In 1965 Dr Joneja moved to BC when he was appointed head of neurology at Riverview Hospital in New Westminster. While in Vancouver, Raj met his future wife, Dr Janice Vickerstaff, who had recently arrived from England to take up a position as an assistant professor in the Department of Microbiology and Immunology at the University of British Columbia.
Raj soon decided to expand his practice into the community, opening a private medical service at Lions Gate Hospital in North Vancouver. Shortly after, he recognized that the Interior of BC was very poorly served in advanced medical fields, especially in his own specialties of neurology and psychiatry. In response to that need, he began to provide neurology consultations in Kamloops on weekends, flying to the Interior each Friday evening after a week of full days of practice in Vancouver and returning on Sunday night to resume his regular medical duties.
Eventually, Dr Joneja realized that 2 days per week were insufficient to serve a community such as Kamloops and the surrounding area, and in 1969 he moved there to provide full-time services as the only neurologist, and one of only two psychiatrists, in the Interior. Consequently, he was on call and available to his patients and colleagues 24 hours a day, 7 days a week. Dr Joneja provided his help and expertise whenever he was called upon, day or night, for many long years. To manage his vast practice he eventually required two full-time secretary/receptionists in his offices on Victoria Street, and later, Nicola Street.
Whenever he could find a free moment, Raj enjoyed playing tennis. His many trophies bear witness to his skill in the sport—at least in local competitions. He was also well known for his love of parties and was never happier than when hosting a gathering of friends and colleagues in his home. He was particularly fond of costume parties, and the annual Joneja Halloween masquerade was immensely popular. Many will recall Raj’s mischievous side and his delight in taking advantage of opportunities to get a laugh.

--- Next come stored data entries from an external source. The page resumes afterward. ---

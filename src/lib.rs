//! Incremental, cancelable filtering for searchable list widgets.
//!
//! Items are registered in an [`EntryStore`] by an [`ItemSource`]. A
//! [`SearchController`] turns keystrokes into debounced runs of the parallel
//! [`FilterEngine`] and hands finished [`ResultSet`]s to a [`SearchSink`] on
//! the caller's thread.

pub mod app_dirs;
pub mod controller;
pub mod engine;
pub mod error;
pub mod logging;
pub mod matchers;
pub mod memory;
pub mod query;
pub mod source;
pub mod store;

pub use controller::{
	DEFAULT_DEBOUNCE, Phase, Restored, SearchController, SearchControllerBuilder, SearchSink,
	SearchState,
};
pub use engine::{CancelToken, Comparator, Criteria, FilterEngine, FilterOutcome, Predicate, ResultSet};
pub use error::FilterError;
pub use memory::{InMemorySearchMemory, SearchMemory};
pub use query::{Query, normalize};
pub use source::{FilesystemOptions, FilesystemSource, ItemSource, LineSource, StaticSource};
pub use store::{Entry, EntryStore, ItemKind, Snapshot};
//! Configuration loading and resolution.
//!
//! `load` layers config files, environment variables and CLI flags, then
//! validates the result into a [`ResolvedConfig`].

mod loader;
mod raw;
mod resolved;
mod sources;

pub use loader::load;
pub use resolved::{InputKind, MatchMode, ResolvedConfig, SortOrder};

Raj had a constant desire to learn. His interests led him to try activities as varied as music, cooking, and motorcycling, though he struggled with anything aquatic—including boats and garden hoses. For many years he was a member of the Rotary Club of Kamloops and was made a Paul Harris Fellow in recognition of his support for their polio prevention project.
In retirement, Raj showed interest in many aspects of science, especially astronomy and physics. He was a member of the Kamloops Astronomy Society and owned a number of complicated telescopes and pieces of star-tracking equipment, which he happily assembled and operated at his home and at the family cottage on Shuswap Lake. He also loved photographing wildlife, scenery, and people, and never traveled far without his cameras and related equipment.
Despite his love of parties, in private Raj was a very modest man. In accordance with his explicit verbal and written instructions, a private cremation took place on Wednesday, 15 March 2017, and there will not be a memorial service.
Dr Joneja is survived by his wife, Janice; children, Sunil (Monica) and Nalini; and grandchildren, Katelyn and Michael. He also leaves a loving family including an uncle, brothers, sisters, nephews, and nieces in India and the US.
Raj and his family have been very close to us since 1971 and losing him has been very painful. During summers, weekends, and holidays at the cabin, living side by side on the north shore of Shuswap Lake, we swam and played tennis together. He was so hard working—he used to bring his patients’ charts to work on them. We miss him a great deal.